According to The Hill:

Sanders’s win does little to close the delegate gap in the race, but it frustrates rival Hillary Clinton’s attempts to clinch the nomination.The Vermont senator will take a majority of West Virginia’s 29 pledged delegates, of a total 37. [...]

 Clinton's frustrations are likely to continue with states coming up — including Oregon and the biggest delegate prize, California — where Sanders likes his chances.

Though the mainstream and corporate media continue to push a narrative suggesting the race for Democratic nomination is essentially over, polling released in the last twenty-four hours shows that Sanders continues to do better nationally in a hypothetical general-election matchup against presumptive Republican nominee Donald Trump.

Karli Wallace Thompson, a campaign manager for Democracy for America, an advocacy group backing Sanders' campaign, said Tuesday's win in West Virginia should not be downplayed.

"Regardless of what the mainstream media would like you to believe, these victories matter," said Thompson, "and not just because each win gets us closer to overtaking Hillary Clinton in the delegate count."
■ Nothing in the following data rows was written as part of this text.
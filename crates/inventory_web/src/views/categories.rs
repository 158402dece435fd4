//! Category pages: listing, detail, create/update form, delete confirmation.

use super::{error_list, escape, layout};
use inventory_core::{Category, CategoryDetail, CategoryForm, CategoryId, CategoryListing, Item};
use std::fmt::Write;

/// Which submission a category form posts to.
#[derive(Debug, Clone, Copy)]
pub enum CategoryFormTarget {
    Create,
    Update(CategoryId),
}

impl CategoryFormTarget {
    fn title(self) -> &'static str {
        match self {
            Self::Create => "Create New Category",
            Self::Update(_) => "Update Category",
        }
    }

    fn action(self) -> String {
        match self {
            Self::Create => "/inventory/create/cat".to_string(),
            Self::Update(id) => format!("/inventory/cat/{id}/update"),
        }
    }
}

pub fn prefill(category: &Category) -> CategoryForm {
    CategoryForm {
        name: category.name.clone(),
        description: category.description.clone(),
    }
}

pub fn list(listing: &CategoryListing) -> String {
    let mut content = format!(
        "        <p>Categories: <span id=\"total-categories\">{}</span></p>\n",
        listing.total
    );
    if listing.categories.is_empty() {
        content.push_str("        <p>There are no categories yet.</p>\n");
        return layout("Categories", &content);
    }

    content.push_str("        <ul>\n");
    for category in &listing.categories {
        let _ = writeln!(
            content,
            r#"            <li><a href="{url}">{name}</a> - {description}</li>"#,
            url = category.url(),
            name = escape(&category.name),
            description = escape(&category.description),
        );
    }
    content.push_str("        </ul>\n");
    layout("Categories", &content)
}

pub fn detail(detail: &CategoryDetail) -> String {
    let category = &detail.category;
    let mut content = format!(
        r#"        <h2>{name}</h2>
        <p>{description}</p>
        <p>Items: <span id="item-count">{count}</span> | Units: {units} | Value: {value}</p>
"#,
        name = escape(&category.name),
        description = escape(&category.description),
        count = detail.items.len(),
        units = detail.valuation.total_units,
        value = detail.valuation.total_value,
    );
    content.push_str(&item_list(&detail.items));
    let _ = write!(
        content,
        r#"        <p>
            <a href="{url}/update">Update category</a>
            <a href="{url}/delete">Delete category</a>
        </p>
"#,
        url = category.url(),
    );
    layout("Category Details", &content)
}

pub fn form_page(target: CategoryFormTarget, values: &CategoryForm, errors: &[String]) -> String {
    let content = format!(
        r#"{errors}        <form method="post" action="{action}">
            <label>Name <input type="text" name="name" value="{name}" required></label>
            <label>Description <textarea name="description" required>{description}</textarea></label>
            <button type="submit">Save</button>
        </form>
"#,
        errors = error_list(errors),
        action = target.action(),
        name = escape(&values.name),
        description = escape(&values.description),
    );
    layout(target.title(), &content)
}

/// Delete confirmation; lists blocking items and any rejection message.
pub fn delete_confirm(detail: &CategoryDetail, errors: &[String]) -> String {
    let category = &detail.category;
    let mut content = error_list(errors);
    let _ = writeln!(
        content,
        r#"        <p>Delete <a href="{url}">{name}</a>?</p>"#,
        url = category.url(),
        name = escape(&category.name),
    );

    if detail.items.is_empty() {
        let _ = write!(
            content,
            r#"        <form method="post" action="{url}/delete">
            <button type="submit">Delete</button>
        </form>
"#,
            url = category.url(),
        );
    } else {
        content.push_str(
            "        <p>Remove or re-categorize these items before deleting this category:</p>\n",
        );
        content.push_str(&item_list(&detail.items));
    }
    let _ = writeln!(content, r#"        <p><a href="{}">Cancel</a></p>"#, category.url());
    layout("Delete Category", &content)
}

fn item_list(items: &[Item]) -> String {
    if items.is_empty() {
        return "        <p>This category has no items.</p>\n".to_string();
    }
    let mut html = String::from("        <ul>\n");
    for item in items {
        let _ = writeln!(
            html,
            r#"            <li><a href="{url}">{name}</a> ({stock} x {price})</li>"#,
            url = item.url(),
            name = escape(&item.name),
            stock = item.stock,
            price = item.price,
        );
    }
    html.push_str("        </ul>\n");
    html
}
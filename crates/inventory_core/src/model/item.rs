//! Item domain model and stock valuation.
//!
//! # Responsibility
//! - Define the stocked product record and its derived values.
//! - Aggregate stock and value over any collection of items.
//!
//! # Invariants
//! - `price >= 1` and `1 <= stock <= 999` for every stored item.
//! - `category_id` references exactly one existing category.
//! - Total value is `stock * price`, computed on read and never persisted.

use crate::model::category::CategoryId;
use crate::model::validation::{
    require_text, FieldErrors, ItemDraft, MAX_STOCK, MIN_PRICE, MIN_STOCK,
    MSG_DESCRIPTION_REQUIRED, MSG_NAME_REQUIRED, MSG_PRICE_TOO_SMALL, MSG_STOCK_RANGE,
};
use serde::{Deserialize, Serialize};
use uuid::Uuid;

/// Stable identifier of an item.
pub type ItemId = Uuid;

/// A stocked product.
#[derive(Debug, Clone, PartialEq, Eq, Serialize, Deserialize)]
pub struct Item {
    pub id: ItemId,
    pub name: String,
    pub description: String,
    pub category_id: CategoryId,
    /// Unit price in whole currency units.
    pub price: i64,
    /// Units on hand.
    pub stock: u32,
}

impl Item {
    /// Creates an item from a validated draft and a resolved category.
    pub fn new(draft: ItemDraft, category_id: CategoryId) -> Self {
        Self::with_id(Uuid::new_v4(), draft, category_id)
    }

    /// Creates an item with a caller-provided ID.
    pub fn with_id(id: ItemId, draft: ItemDraft, category_id: CategoryId) -> Self {
        Self {
            id,
            name: draft.name,
            description: draft.description,
            category_id,
            price: draft.price,
            stock: draft.stock,
        }
    }

    /// Overwrites every mutable field (full replacement update).
    pub fn apply(&mut self, draft: ItemDraft, category_id: CategoryId) {
        self.name = draft.name;
        self.description = draft.description;
        self.category_id = category_id;
        self.price = draft.price;
        self.stock = draft.stock;
    }

    /// Detail page path, e.g. `/inventory/item/{id}`.
    pub fn url(&self) -> String {
        item_url(self.id)
    }

    /// Value of the units on hand.
    pub fn total_value(&self) -> i128 {
        i128::from(self.stock) * i128::from(self.price)
    }

    /// Checks the invariants a stored item must satisfy.
    pub fn validate(&self) -> Result<(), FieldErrors> {
        let mut errors = FieldErrors::new();
        require_text(&mut errors, "name", &self.name, MSG_NAME_REQUIRED);
        require_text(
            &mut errors,
            "description",
            &self.description,
            MSG_DESCRIPTION_REQUIRED,
        );
        if self.price < MIN_PRICE {
            errors.push("price", MSG_PRICE_TOO_SMALL);
        }
        if !(MIN_STOCK..=MAX_STOCK).contains(&self.stock) {
            errors.push("stock", MSG_STOCK_RANGE);
        }
        errors.into_result(())
    }
}

/// Detail page path for an item ID.
pub fn item_url(id: ItemId) -> String {
    format!("/inventory/item/{id}")
}

/// Aggregate stock figures for a set of items.
#[derive(Debug, Clone, Copy, Default, PartialEq, Eq, Serialize)]
pub struct Valuation {
    /// Sum of `stock * price`.
    pub total_value: i128,
    /// Sum of `stock`.
    pub total_units: u64,
}

/// Sums value and units over `items`.
///
/// Accumulates in wide integers so the result is exact for any number of
/// valid items.
pub fn valuate<'a>(items: impl IntoIterator<Item = &'a Item>) -> Valuation {
    items
        .into_iter()
        .fold(Valuation::default(), |mut acc, item| {
            acc.total_value += item.total_value();
            acc.total_units += u64::from(item.stock);
            acc
        })
}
Sanders' latest victories matter, argues Thompson, "because they send a clear message to the Democratic Party that we refuse to give up on our values. Now that Donald Trump is the presumptive nominee of the Republican Party, some pro-corporate Democrats are sensing an opportunity to move the party even further to the right in order to win the votes of 'Never Trump' voters. They're ignoring the fact that modern presidential elections are always won by candidates who motivate their base and speak to their values."